* Problem
Work through the data and say how many lines contain "License". The number alone is the answer.

Top of Information shown

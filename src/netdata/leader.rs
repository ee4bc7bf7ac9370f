// Licensed under the Apache License, Version 2.0 or the MIT License.
// SPDX-License-Identifier: Apache-2.0 OR MIT

//! The Leader's authoritative, partition-wide Network Data: merges every
//! border router's registration, allocates 6LoWPAN compression context
//! IDs, and tracks the `version`/`stable_version` counters distributed in
//! MLE Data Responses (`SPEC_FULL.md` §4.10).
//!
//! Grounded on `network_data_leader.h` (`examples/original_source/`):
//! `kMinContextId = 1`, `kNumContextIds = 15`,
//! `kContextIdReuseDelay = 48h`, `context_used_` bitmask plus
//! `context_last_used_[]` timestamps, `RouteLookup`, `IsOnMesh`,
//! `RemoveBorderRouter`.

use crate::error::{Result, ThreadError};
use crate::net::address::Ipv6Addr;
use crate::net::mac_address::Rloc16;
use crate::net::routing::NetworkDataRoutes;
use crate::netdata::tlv::{PrefixEntry, CONTEXT_ID_REUSE_DELAY_MS, MAX_ENTRIES, MIN_CONTEXT_ID, NUM_CONTEXT_IDS};

pub struct Leader {
    entries: heapless::Vec<PrefixEntry, MAX_ENTRIES>,
    version: u8,
    stable_version: u8,
    /// Bit `i` set means context id `MIN_CONTEXT_ID + i` is currently
    /// assigned to some entry.
    context_used: u16,
    /// When context id `MIN_CONTEXT_ID + i` was last freed; `0` if never
    /// used. Consulted by [`Self::allocate_context`] to enforce the reuse
    /// delay.
    context_last_used_ms: [u32; NUM_CONTEXT_IDS],
    context_id_reuse_delay_ms: u32,
}

impl Leader {
    pub const fn new() -> Self {
        Self {
            entries: heapless::Vec::new(),
            version: 0,
            stable_version: 0,
            context_used: 0,
            context_last_used_ms: [0; NUM_CONTEXT_IDS],
            context_id_reuse_delay_ms: CONTEXT_ID_REUSE_DELAY_MS,
        }
    }

    pub fn version(&self) -> u8 {
        self.version
    }

    pub fn stable_version(&self) -> u8 {
        self.stable_version
    }

    pub fn context_id_reuse_delay_ms(&self) -> u32 {
        self.context_id_reuse_delay_ms
    }

    pub fn set_context_id_reuse_delay_ms(&mut self, delay: u32) {
        self.context_id_reuse_delay_ms = delay;
    }

    /// `GetContext(address)`: the longest-matching prefix entry carrying a
    /// context ID, for 6LoWPAN compression lookups.
    pub fn get_context_by_address(&self, addr: &Ipv6Addr) -> Option<(u8, u8)> {
        self.entries
            .iter()
            .filter(|e| e.context_id.is_some() && e.matches(addr))
            .max_by_key(|e| e.prefix_len)
            .map(|e| (e.context_id.unwrap(), e.prefix_len))
    }

    /// `GetContext(context_id)`: the prefix that owns this context ID.
    pub fn get_context_by_id(&self, context_id: u8) -> Option<&PrefixEntry> {
        self.entries.iter().find(|e| e.context_id == Some(context_id))
    }

    /// `IsOnMesh(address)`: whether some on-mesh prefix entry covers
    /// `address`.
    pub fn is_on_mesh(&self, addr: &Ipv6Addr) -> bool {
        self.entries.iter().any(|e| e.on_mesh && e.matches(addr))
    }

    fn find_entry(&self, prefix: &Ipv6Addr, prefix_len: u8, rloc16: Rloc16) -> Option<usize> {
        self.entries
            .iter()
            .position(|e| e.prefix == *prefix && e.prefix_len == prefix_len && e.rloc16 == rloc16)
    }

    /// `HandleServerData`: merges one border router's registered entries
    /// into the partition-wide table, allocating context IDs for any new
    /// on-mesh prefix that needs 6LoWPAN compression, and bumps `version`
    /// (and `stable_version` if a stable TLV changed) on any actual change
    /// (`SPEC_FULL.md` §4.10). Returns whether anything changed.
    pub fn handle_server_data(&mut self, rloc16: Rloc16, registered: &[PrefixEntry], now: u32) -> Result<bool> {
        let mut changed = false;
        let mut stable_changed = false;
        for incoming in registered {
            match self.find_entry(&incoming.prefix, incoming.prefix_len, rloc16) {
                Some(idx) if entries_equal_ignoring_context(&self.entries[idx], incoming) => {}
                Some(idx) => {
                    stable_changed |= self.entries[idx].stable || incoming.stable;
                    let context_id = self.entries[idx].context_id;
                    self.entries[idx] = *incoming;
                    self.entries[idx].context_id = context_id;
                    changed = true;
                }
                None => {
                    let mut entry = *incoming;
                    if entry.on_mesh && entry.context_id.is_none() {
                        entry.context_id = self.allocate_context(now);
                    }
                    self.entries.push(entry).map_err(|_| ThreadError::NoBufs)?;
                    stable_changed |= entry.stable;
                    changed = true;
                }
            }
        }
        if changed {
            self.version = self.version.wrapping_add(1);
            if stable_changed {
                self.stable_version = self.stable_version.wrapping_add(1);
            }
        }
        Ok(changed)
    }

    /// `RemoveBorderRouter(rloc)`: drops every entry registered by `rloc16`,
    /// freeing (with the reuse delay applied) any context ID it held, and
    /// bumps `stable_version` too if any removed entry was stable
    /// (`SPEC_FULL.md` §4.10: "stable_version if any stable TLV changed").
    pub fn remove_border_router(&mut self, rloc16: Rloc16, now: u32) {
        let mut removed_any = false;
        let mut stable_removed = false;
        let mut i = 0;
        while i < self.entries.len() {
            if self.entries[i].rloc16 == rloc16 {
                if let Some(id) = self.entries[i].context_id {
                    self.free_context(id, now);
                }
                stable_removed |= self.entries[i].stable;
                self.entries.remove(i);
                removed_any = true;
            } else {
                i += 1;
            }
        }
        if removed_any {
            self.version = self.version.wrapping_add(1);
            if stable_removed {
                self.stable_version = self.stable_version.wrapping_add(1);
            }
        }
    }

    /// `AllocateContext()`: picks the lowest-numbered context id that is
    /// neither in use nor still within its reuse delay window.
    fn allocate_context(&mut self, now: u32) -> Option<u8> {
        for i in 0..NUM_CONTEXT_IDS {
            let in_use = self.context_used & (1 << i) != 0;
            if in_use {
                continue;
            }
            let last_used = self.context_last_used_ms[i];
            if last_used != 0 && now.wrapping_sub(last_used) < self.context_id_reuse_delay_ms {
                continue;
            }
            self.context_used |= 1 << i;
            return Some(MIN_CONTEXT_ID + i as u8);
        }
        None
    }

    /// `FreeContext(context_id)`: releases the id, starting its reuse delay
    /// clock from `now`.
    fn free_context(&mut self, context_id: u8, now: u32) {
        if context_id < MIN_CONTEXT_ID {
            return;
        }
        let i = (context_id - MIN_CONTEXT_ID) as usize;
        if i >= NUM_CONTEXT_IDS {
            return;
        }
        self.context_used &= !(1 << i);
        self.context_last_used_ms[i] = now;
    }
}

/// Equality for the merge check in [`Leader::handle_server_data`], ignoring
/// `context_id` since that's Leader-assigned state the registering router
/// never carries.
fn entries_equal_ignoring_context(a: &PrefixEntry, b: &PrefixEntry) -> bool {
    a.prefix == b.prefix
        && a.prefix_len == b.prefix_len
        && a.rloc16 == b.rloc16
        && a.stable == b.stable
        && a.on_mesh == b.on_mesh
        && a.has_route == b.has_route
        && a.preference == b.preference
}

impl Default for Leader {
    fn default() -> Self {
        Self::new()
    }
}

impl NetworkDataRoutes for Leader {
    /// `RouteLookup(destination)`: best-matching on-mesh or has-route entry
    /// covering `dest`, resolved to the mesh-local address of the
    /// registering border router's RLOC16.
    fn route_lookup(&self, dest: &Ipv6Addr) -> Option<Ipv6Addr> {
        let entry = self
            .entries
            .iter()
            .filter(|e| (e.on_mesh || e.has_route) && e.matches(dest))
            .max_by_key(|e| e.prefix_len)?;
        Some(Ipv6Addr::mesh_local_from_rloc16(dest, entry.rloc16.as_u16()))
    }
}

#[cfg(test)]
mod tests {
    use super::*;

    fn prefix(last: u8) -> Ipv6Addr {
        Ipv6Addr::new([0xfd, 0, 0, 0, 0, 0, 0, 0, 0, 0, 0, 0, 0, 0, 0, last])
    }

    fn entry(prefix: Ipv6Addr, prefix_len: u8, rloc16: Rloc16, on_mesh: bool, stable: bool) -> PrefixEntry {
        PrefixEntry {
            prefix,
            prefix_len,
            rloc16,
            stable,
            on_mesh,
            has_route: false,
            preference: 0,
            context_id: None,
        }
    }

    #[test]
    fn new_on_mesh_prefix_bumps_version_and_allocates_context() {
        let mut leader = Leader::new();
        let rloc = Rloc16::new(1, 0);
        let changed = leader
            .handle_server_data(rloc, &[entry(prefix(0), 64, rloc, true, true)], 0)
            .unwrap();
        assert!(changed);
        assert_eq!(leader.version(), 1);
        assert_eq!(leader.stable_version(), 1);
        assert!(leader.get_context_by_address(&prefix(0)).is_some());
        assert!(leader.is_on_mesh(&prefix(0)));
    }

    #[test]
    fn identical_registration_is_not_a_change() {
        let mut leader = Leader::new();
        let rloc = Rloc16::new(1, 0);
        leader
            .handle_server_data(rloc, &[entry(prefix(0), 64, rloc, true, false)], 0)
            .unwrap();
        let changed = leader
            .handle_server_data(rloc, &[entry(prefix(0), 64, rloc, true, false)], 10)
            .unwrap();
        assert!(!changed);
        assert_eq!(leader.version(), 1);
    }

    #[test]
    fn remove_border_router_drops_its_entries_and_frees_context() {
        let mut leader = Leader::new();
        let rloc = Rloc16::new(1, 0);
        leader
            .handle_server_data(rloc, &[entry(prefix(0), 64, rloc, true, true)], 0)
            .unwrap();
        assert!(leader.is_on_mesh(&prefix(0)));
        let stable_version_before = leader.stable_version();
        leader.remove_border_router(rloc, 1_000);
        assert!(!leader.is_on_mesh(&prefix(0)));
        assert_eq!(leader.stable_version(), stable_version_before + 1);
    }

    #[test]
    fn remove_border_router_leaves_stable_version_alone_when_entry_was_not_stable() {
        let mut leader = Leader::new();
        let rloc = Rloc16::new(1, 0);
        leader
            .handle_server_data(rloc, &[entry(prefix(0), 64, rloc, true, false)], 0)
            .unwrap();
        let stable_version_before = leader.stable_version();
        let version_before = leader.version();
        leader.remove_border_router(rloc, 1_000);
        assert!(!leader.is_on_mesh(&prefix(0)));
        assert_eq!(leader.stable_version(), stable_version_before);
        assert_eq!(leader.version(), version_before + 1);
    }

    #[test]
    fn freed_context_is_not_reused_before_the_delay_elapses() {
        let mut leader = Leader::new();
        let rloc_a = Rloc16::new(1, 0);
        let rloc_b = Rloc16::new(2, 0);
        leader
            .handle_server_data(rloc_a, &[entry(prefix(0), 64, rloc_a, true, true)], 0)
            .unwrap();
        let first_context = leader.get_context_by_address(&prefix(0)).unwrap().0;
        leader.remove_border_router(rloc_a, 1_000);

        // Exhaust every other context id so the freed one is the only
        // candidate, and confirm it's refused before the delay elapses.
        for (i, id) in (0..14).enumerate() {
            let p = prefix(10 + id);
            leader
                .handle_server_data(
                    rloc_b,
                    &[entry(p, 64, rloc_b, true, true)],
                    1_000 + i as u32,
                )
                .unwrap();
        }
        let new_prefix = prefix(200);
        leader
            .handle_server_data(rloc_b, &[entry(new_prefix, 64, rloc_b, true, true)], 1_000)
            .unwrap();
        assert!(leader.get_context_by_address(&new_prefix).is_none());

        // After the reuse delay elapses, the same id becomes available
        // again for a fresh registration.
        let far_future = 1_000 + CONTEXT_ID_REUSE_DELAY_MS;
        leader.remove_border_router(rloc_b, far_future);
        let rloc_c = Rloc16::new(3, 0);
        leader
            .handle_server_data(rloc_c, &[entry(prefix(250), 64, rloc_c, true, true)], far_future)
            .unwrap();
        let reused = leader.get_context_by_address(&prefix(250)).unwrap().0;
        assert_eq!(reused, first_context);
    }

    #[test]
    fn route_lookup_resolves_to_mesh_local_address_of_registering_router() {
        let mut leader = Leader::new();
        let rloc = Rloc16::new(5, 0);
        leader
            .handle_server_data(rloc, &[entry(prefix(0), 64, rloc, true, false)], 0)
            .unwrap();
        let resolved = leader.route_lookup(&prefix(7)).unwrap();
        assert_eq!(resolved, Ipv6Addr::mesh_local_from_rloc16(&prefix(7), rloc.as_u16()));
    }
}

Bottom of Information shown

* Solution to this problem
2